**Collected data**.
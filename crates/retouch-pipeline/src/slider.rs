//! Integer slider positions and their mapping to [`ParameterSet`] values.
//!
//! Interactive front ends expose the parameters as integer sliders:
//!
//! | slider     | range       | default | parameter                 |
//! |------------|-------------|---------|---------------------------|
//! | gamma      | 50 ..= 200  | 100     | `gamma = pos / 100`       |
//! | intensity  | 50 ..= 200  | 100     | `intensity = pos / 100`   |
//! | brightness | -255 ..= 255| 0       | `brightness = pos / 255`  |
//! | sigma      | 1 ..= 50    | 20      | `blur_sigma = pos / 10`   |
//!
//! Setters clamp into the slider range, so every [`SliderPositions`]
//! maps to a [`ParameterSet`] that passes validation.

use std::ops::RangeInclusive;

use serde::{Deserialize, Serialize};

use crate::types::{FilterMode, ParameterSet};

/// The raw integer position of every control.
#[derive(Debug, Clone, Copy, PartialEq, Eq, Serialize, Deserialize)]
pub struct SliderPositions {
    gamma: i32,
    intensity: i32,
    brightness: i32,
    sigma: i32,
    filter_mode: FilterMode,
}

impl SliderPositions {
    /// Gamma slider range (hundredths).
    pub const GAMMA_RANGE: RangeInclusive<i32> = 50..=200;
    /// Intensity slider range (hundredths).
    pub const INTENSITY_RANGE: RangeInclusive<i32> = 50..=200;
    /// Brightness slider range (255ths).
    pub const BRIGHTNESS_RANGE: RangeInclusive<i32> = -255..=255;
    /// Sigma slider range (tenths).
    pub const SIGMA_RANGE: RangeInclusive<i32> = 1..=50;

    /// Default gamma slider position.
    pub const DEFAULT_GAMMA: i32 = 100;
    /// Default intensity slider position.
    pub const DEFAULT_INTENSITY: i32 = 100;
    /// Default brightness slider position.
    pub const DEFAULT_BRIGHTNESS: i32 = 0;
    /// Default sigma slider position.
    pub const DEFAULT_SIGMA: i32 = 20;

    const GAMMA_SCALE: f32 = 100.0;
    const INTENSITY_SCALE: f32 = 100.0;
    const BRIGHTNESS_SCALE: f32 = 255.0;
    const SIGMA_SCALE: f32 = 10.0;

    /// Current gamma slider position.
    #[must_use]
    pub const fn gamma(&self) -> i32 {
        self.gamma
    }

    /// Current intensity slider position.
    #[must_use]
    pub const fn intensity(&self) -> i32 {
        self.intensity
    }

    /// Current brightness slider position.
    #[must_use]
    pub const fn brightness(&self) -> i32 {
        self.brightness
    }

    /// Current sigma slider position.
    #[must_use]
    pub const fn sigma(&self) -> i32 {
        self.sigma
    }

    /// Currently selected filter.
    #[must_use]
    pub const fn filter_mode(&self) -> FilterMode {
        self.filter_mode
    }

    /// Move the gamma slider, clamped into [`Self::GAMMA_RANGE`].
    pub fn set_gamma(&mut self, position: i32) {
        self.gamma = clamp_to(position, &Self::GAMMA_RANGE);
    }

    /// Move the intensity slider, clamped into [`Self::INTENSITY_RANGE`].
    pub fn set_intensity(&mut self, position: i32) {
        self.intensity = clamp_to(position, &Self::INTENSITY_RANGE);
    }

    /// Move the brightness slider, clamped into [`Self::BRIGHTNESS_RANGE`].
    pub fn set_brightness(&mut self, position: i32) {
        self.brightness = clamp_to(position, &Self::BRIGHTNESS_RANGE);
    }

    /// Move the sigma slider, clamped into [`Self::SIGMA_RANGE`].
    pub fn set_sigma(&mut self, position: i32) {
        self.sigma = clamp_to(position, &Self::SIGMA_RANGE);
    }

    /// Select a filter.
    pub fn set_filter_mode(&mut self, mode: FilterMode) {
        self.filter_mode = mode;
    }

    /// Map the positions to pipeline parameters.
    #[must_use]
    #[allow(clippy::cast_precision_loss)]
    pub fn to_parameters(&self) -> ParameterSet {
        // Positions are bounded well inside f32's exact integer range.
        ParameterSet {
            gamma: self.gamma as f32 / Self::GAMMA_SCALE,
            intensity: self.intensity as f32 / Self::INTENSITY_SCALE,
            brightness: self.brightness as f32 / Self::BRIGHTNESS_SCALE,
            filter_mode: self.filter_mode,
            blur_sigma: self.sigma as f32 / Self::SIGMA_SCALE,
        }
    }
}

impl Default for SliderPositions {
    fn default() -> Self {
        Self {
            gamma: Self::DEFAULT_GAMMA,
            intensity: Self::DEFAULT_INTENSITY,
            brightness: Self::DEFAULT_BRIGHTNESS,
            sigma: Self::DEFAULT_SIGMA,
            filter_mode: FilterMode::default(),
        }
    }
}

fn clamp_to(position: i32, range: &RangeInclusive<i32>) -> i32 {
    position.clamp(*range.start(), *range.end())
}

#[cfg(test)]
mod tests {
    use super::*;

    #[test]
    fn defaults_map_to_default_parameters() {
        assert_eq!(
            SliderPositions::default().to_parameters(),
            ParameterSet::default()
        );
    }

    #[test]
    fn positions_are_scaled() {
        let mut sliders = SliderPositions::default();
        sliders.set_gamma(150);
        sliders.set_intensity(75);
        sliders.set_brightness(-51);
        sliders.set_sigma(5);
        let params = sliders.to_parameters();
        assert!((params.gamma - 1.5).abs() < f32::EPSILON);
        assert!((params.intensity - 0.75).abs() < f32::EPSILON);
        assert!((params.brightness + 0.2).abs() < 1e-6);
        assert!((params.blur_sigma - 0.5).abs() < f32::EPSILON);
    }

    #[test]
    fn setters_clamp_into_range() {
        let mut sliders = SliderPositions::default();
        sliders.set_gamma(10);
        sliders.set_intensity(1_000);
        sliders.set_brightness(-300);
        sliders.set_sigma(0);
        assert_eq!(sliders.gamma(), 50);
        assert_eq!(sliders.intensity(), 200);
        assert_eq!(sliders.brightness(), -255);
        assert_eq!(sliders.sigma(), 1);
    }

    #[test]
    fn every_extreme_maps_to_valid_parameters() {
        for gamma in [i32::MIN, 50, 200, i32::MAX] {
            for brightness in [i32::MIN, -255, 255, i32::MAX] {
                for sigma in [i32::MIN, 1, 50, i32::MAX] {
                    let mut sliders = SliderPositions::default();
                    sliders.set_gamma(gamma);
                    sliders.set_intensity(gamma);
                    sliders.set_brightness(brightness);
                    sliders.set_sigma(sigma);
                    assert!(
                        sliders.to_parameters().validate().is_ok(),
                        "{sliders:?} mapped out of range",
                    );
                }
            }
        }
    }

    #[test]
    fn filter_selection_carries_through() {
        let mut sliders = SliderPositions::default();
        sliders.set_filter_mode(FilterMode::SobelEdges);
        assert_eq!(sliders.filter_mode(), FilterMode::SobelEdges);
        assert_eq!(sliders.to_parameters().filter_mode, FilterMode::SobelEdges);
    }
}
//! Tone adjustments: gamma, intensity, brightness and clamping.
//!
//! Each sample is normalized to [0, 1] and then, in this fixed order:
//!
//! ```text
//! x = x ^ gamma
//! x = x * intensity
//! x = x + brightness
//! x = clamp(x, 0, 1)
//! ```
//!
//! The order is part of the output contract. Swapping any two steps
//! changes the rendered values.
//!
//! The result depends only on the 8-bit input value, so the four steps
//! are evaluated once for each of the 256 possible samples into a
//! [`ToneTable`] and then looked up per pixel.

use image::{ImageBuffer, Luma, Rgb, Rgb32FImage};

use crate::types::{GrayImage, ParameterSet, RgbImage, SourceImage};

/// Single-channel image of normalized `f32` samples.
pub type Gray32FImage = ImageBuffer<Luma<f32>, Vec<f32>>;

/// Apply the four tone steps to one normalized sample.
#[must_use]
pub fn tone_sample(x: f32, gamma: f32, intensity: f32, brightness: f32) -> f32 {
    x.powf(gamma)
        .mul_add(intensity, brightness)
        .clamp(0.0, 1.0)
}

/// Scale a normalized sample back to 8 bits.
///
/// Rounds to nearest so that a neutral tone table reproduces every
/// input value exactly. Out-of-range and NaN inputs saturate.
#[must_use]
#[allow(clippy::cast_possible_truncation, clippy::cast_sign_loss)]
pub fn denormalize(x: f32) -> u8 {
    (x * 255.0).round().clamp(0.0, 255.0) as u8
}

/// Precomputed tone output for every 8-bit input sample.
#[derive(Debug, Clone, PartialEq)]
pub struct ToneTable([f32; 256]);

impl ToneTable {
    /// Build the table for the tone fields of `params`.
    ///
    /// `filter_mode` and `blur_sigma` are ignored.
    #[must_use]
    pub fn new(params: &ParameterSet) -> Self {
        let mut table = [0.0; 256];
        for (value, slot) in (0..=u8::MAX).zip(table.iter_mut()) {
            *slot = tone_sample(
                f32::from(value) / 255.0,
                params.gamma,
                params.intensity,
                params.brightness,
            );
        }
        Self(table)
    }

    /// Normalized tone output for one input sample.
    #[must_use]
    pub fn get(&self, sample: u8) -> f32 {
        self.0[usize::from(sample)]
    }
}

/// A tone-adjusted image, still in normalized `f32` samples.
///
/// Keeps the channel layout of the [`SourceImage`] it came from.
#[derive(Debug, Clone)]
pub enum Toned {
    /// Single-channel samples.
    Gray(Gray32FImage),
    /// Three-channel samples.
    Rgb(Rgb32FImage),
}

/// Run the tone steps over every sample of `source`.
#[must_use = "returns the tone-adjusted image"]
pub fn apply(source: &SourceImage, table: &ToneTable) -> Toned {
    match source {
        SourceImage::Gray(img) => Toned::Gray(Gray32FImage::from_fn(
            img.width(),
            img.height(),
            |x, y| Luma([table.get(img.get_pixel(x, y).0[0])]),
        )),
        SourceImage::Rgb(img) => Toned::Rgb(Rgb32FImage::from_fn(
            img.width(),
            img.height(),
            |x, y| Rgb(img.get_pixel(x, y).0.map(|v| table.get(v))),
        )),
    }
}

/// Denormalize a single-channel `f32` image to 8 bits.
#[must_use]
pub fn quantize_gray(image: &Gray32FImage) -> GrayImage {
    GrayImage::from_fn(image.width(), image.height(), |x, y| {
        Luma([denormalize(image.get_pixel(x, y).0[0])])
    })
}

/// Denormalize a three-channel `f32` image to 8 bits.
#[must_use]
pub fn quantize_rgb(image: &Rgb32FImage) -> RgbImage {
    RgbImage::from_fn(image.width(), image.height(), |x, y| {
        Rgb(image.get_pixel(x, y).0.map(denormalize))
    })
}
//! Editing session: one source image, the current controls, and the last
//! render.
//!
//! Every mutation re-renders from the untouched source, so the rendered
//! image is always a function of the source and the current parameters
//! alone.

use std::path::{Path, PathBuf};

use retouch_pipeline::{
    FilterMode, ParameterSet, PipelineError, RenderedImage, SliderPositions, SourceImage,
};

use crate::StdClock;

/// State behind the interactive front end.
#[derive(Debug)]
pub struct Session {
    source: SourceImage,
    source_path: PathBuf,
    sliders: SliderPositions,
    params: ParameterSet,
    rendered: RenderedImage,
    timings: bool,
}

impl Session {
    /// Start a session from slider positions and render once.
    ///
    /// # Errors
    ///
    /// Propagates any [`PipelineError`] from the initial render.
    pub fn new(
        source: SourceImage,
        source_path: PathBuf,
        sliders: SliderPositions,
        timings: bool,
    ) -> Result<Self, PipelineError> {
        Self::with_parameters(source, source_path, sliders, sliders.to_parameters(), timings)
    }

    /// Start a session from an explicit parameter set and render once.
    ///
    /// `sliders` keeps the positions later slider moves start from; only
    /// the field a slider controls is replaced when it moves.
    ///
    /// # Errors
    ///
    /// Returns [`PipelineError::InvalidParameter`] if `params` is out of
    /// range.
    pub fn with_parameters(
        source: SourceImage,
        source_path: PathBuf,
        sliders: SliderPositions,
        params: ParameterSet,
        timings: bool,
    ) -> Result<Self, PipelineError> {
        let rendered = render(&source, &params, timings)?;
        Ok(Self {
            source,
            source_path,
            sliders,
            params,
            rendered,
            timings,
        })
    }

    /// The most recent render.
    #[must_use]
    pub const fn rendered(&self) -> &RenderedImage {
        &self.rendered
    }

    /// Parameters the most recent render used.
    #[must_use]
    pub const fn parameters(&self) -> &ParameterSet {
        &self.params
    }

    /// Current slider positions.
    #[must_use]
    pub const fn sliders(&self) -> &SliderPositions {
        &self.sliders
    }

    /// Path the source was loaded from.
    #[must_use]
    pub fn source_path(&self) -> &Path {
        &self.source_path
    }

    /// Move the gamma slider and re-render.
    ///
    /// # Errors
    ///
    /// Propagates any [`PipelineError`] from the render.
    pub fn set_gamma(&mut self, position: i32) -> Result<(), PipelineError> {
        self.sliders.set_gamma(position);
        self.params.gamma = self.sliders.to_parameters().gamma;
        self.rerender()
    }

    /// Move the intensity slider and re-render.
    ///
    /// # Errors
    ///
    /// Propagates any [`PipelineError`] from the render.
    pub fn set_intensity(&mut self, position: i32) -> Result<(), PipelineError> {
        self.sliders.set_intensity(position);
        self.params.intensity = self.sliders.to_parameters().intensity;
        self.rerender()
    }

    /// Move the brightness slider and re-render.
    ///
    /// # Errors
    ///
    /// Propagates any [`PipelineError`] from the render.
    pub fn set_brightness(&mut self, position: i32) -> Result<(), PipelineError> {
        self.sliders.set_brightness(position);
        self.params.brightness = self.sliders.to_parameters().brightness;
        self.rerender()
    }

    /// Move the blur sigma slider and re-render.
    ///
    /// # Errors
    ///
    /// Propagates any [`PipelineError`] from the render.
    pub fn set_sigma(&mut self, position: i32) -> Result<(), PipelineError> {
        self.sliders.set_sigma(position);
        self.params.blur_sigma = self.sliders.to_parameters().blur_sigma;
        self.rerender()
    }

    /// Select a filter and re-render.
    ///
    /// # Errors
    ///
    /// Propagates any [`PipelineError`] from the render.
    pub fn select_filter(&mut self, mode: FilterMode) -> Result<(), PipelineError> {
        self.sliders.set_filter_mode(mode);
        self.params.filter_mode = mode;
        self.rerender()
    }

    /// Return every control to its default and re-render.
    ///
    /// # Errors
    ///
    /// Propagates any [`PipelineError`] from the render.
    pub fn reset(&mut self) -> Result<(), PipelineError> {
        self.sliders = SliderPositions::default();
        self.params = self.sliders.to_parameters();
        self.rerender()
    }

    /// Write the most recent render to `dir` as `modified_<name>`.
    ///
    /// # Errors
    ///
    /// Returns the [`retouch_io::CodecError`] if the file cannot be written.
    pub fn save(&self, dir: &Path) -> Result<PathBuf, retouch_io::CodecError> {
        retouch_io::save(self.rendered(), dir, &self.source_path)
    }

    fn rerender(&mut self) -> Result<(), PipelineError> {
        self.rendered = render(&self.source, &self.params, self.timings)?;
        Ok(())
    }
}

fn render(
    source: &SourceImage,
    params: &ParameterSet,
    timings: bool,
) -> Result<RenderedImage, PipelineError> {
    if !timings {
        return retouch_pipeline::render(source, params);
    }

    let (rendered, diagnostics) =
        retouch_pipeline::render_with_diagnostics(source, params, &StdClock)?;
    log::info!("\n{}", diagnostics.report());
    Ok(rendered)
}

**AIM OF THE EXERCISE**.
Would you retype exactly the lines above, from the line with "assert_eq!(sliders.filter_mode(), FilterMode::SobelEdges);" to the line with "one normalized sample.", with both end lines kept and nothing more?

**RESULT OF THE TASK**.
        assert_eq!(sliders.filter_mode(), FilterMode::SobelEdges);
        assert_eq!(sliders.to_parameters().filter_mode, FilterMode::SobelEdges);
    }
}
//! Tone adjustments: gamma, intensity, brightness and clamping.
//!
//! Each sample is normalized to [0, 1] and then, in this fixed order:
//!
//! ```text
//! x = x ^ gamma
//! x = x * intensity
//! x = x + brightness
//! x = clamp(x, 0, 1)
//! ```
//!
//! The order is part of the output contract. Swapping any two steps
//! changes the rendered values.
//!
//! The result depends only on the 8-bit input value, so the four steps
//! are evaluated once for each of the 256 possible samples into a
//! [`ToneTable`] and then looked up per pixel.

use image::{ImageBuffer, Luma, Rgb, Rgb32FImage};

use crate::types::{GrayImage, ParameterSet, RgbImage, SourceImage};

/// Single-channel image of normalized `f32` samples.
pub type Gray32FImage = ImageBuffer<Luma<f32>, Vec<f32>>;

/// Apply the four tone steps to one normalized sample.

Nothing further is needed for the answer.